Select all lines in the records that include "super".

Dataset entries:
- - - - -
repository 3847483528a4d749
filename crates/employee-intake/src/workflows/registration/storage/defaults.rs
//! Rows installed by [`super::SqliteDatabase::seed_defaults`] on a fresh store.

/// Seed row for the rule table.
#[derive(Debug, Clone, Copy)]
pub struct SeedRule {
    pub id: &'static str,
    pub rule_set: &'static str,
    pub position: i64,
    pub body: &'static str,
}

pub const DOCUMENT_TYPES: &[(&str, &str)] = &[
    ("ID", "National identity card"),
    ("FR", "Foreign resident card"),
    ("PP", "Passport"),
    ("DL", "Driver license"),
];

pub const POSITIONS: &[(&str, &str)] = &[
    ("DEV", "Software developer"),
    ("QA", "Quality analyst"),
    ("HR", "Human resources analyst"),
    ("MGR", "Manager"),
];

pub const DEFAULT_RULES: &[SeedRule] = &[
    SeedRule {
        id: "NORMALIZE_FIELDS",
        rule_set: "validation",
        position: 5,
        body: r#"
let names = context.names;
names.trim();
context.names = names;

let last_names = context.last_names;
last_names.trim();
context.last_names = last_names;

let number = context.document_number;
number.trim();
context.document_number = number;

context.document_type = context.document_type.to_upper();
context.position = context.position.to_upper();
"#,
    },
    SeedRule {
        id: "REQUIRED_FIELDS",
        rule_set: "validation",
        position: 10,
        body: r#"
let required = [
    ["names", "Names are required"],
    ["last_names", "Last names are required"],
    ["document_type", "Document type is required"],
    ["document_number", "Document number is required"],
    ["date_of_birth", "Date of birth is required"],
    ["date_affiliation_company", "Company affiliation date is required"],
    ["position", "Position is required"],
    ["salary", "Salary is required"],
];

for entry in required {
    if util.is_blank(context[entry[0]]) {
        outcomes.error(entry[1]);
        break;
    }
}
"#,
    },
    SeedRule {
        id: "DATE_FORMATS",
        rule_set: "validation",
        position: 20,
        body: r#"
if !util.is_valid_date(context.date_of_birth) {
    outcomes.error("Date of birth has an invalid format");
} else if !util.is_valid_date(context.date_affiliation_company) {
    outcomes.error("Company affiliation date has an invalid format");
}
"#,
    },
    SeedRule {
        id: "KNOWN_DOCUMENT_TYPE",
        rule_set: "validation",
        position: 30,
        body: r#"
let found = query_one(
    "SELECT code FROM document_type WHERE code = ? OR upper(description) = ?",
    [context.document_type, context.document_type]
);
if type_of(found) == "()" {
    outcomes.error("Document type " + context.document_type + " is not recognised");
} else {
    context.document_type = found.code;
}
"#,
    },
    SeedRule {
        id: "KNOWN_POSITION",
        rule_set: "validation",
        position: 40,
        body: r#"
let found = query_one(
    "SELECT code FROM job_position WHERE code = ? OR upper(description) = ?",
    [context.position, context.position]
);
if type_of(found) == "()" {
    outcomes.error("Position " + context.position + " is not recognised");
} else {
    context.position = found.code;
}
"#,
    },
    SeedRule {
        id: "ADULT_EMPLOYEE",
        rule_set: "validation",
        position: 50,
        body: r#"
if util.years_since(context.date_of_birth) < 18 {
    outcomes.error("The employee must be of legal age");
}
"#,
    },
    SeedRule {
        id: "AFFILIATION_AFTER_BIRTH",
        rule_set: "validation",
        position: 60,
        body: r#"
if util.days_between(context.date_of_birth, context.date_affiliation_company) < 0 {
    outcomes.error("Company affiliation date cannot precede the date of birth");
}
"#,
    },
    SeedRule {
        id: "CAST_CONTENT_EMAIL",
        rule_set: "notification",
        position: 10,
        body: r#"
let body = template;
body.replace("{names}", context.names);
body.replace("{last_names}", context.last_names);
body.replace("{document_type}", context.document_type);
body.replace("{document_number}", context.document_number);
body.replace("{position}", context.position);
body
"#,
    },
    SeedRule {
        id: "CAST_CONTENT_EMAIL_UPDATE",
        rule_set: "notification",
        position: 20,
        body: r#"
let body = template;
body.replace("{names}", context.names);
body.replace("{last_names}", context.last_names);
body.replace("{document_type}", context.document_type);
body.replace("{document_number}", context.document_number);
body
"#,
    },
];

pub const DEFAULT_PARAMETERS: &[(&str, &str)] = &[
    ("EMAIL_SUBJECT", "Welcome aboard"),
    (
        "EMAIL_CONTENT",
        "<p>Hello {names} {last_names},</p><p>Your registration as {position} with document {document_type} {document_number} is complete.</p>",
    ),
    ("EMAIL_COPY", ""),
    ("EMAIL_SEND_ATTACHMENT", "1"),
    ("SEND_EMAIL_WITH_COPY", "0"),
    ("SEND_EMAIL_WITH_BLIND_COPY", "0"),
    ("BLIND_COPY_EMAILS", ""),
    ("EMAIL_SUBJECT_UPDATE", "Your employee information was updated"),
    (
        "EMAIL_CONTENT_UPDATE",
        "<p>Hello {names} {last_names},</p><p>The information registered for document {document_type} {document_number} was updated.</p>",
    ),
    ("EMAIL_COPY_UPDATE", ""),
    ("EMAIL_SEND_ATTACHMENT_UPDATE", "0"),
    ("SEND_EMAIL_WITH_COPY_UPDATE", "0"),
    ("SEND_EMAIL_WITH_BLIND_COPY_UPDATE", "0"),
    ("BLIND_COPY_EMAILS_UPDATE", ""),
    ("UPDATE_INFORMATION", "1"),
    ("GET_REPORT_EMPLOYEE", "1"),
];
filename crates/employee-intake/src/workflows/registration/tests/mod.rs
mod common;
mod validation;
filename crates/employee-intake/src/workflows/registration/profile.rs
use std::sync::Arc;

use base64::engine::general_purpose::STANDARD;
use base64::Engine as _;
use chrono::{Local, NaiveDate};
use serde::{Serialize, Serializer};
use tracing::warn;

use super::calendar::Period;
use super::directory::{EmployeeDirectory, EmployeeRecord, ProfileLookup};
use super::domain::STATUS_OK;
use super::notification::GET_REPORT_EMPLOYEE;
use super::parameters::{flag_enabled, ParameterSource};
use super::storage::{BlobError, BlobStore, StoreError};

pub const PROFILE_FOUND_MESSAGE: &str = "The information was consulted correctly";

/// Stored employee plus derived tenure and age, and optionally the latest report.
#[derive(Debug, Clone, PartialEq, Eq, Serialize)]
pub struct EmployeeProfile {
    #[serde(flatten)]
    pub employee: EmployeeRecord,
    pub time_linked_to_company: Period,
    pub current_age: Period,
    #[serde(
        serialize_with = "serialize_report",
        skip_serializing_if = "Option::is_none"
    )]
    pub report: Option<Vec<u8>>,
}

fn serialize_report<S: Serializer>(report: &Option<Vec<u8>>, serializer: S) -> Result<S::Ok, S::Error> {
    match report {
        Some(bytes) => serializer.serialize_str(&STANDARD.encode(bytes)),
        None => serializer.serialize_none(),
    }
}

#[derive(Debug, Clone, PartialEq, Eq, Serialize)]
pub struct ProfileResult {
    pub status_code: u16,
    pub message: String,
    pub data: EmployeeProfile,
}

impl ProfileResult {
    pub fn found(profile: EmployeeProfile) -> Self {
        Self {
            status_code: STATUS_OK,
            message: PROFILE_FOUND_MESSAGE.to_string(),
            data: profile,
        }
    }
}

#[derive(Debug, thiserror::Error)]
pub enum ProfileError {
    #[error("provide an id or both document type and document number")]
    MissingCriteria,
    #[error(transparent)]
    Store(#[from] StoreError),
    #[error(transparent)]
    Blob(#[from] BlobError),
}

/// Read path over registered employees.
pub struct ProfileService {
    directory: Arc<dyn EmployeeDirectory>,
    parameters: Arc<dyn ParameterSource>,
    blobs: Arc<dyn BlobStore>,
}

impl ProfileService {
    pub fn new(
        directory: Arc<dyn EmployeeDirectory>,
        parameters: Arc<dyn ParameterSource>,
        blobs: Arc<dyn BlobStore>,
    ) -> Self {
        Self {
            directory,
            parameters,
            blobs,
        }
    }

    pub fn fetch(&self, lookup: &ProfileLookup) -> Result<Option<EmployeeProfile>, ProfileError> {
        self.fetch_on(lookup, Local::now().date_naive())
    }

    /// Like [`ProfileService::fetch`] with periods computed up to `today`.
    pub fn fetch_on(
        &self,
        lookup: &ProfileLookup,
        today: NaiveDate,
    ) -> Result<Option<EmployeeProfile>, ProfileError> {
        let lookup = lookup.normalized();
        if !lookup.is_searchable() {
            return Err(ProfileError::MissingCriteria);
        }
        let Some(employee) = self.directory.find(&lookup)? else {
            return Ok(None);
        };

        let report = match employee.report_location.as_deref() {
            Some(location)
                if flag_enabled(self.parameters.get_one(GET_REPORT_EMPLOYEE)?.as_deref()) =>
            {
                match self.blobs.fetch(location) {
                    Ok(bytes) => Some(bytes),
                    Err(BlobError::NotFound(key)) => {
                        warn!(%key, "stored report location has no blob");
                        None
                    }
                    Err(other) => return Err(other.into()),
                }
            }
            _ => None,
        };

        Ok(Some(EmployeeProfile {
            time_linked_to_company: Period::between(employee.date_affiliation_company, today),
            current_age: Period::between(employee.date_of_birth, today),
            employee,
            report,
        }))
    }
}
- - - - -
RESULT.
//! Rows installed by [`super::SqliteDatabase::seed_defaults`] on a fresh store.
use super::calendar::Period;
use super::directory::{EmployeeDirectory, EmployeeRecord, ProfileLookup};
use super::domain::STATUS_OK;
use super::notification::GET_REPORT_EMPLOYEE;
use super::parameters::{flag_enabled, ParameterSource};
use super::storage::{BlobError, BlobStore, StoreError};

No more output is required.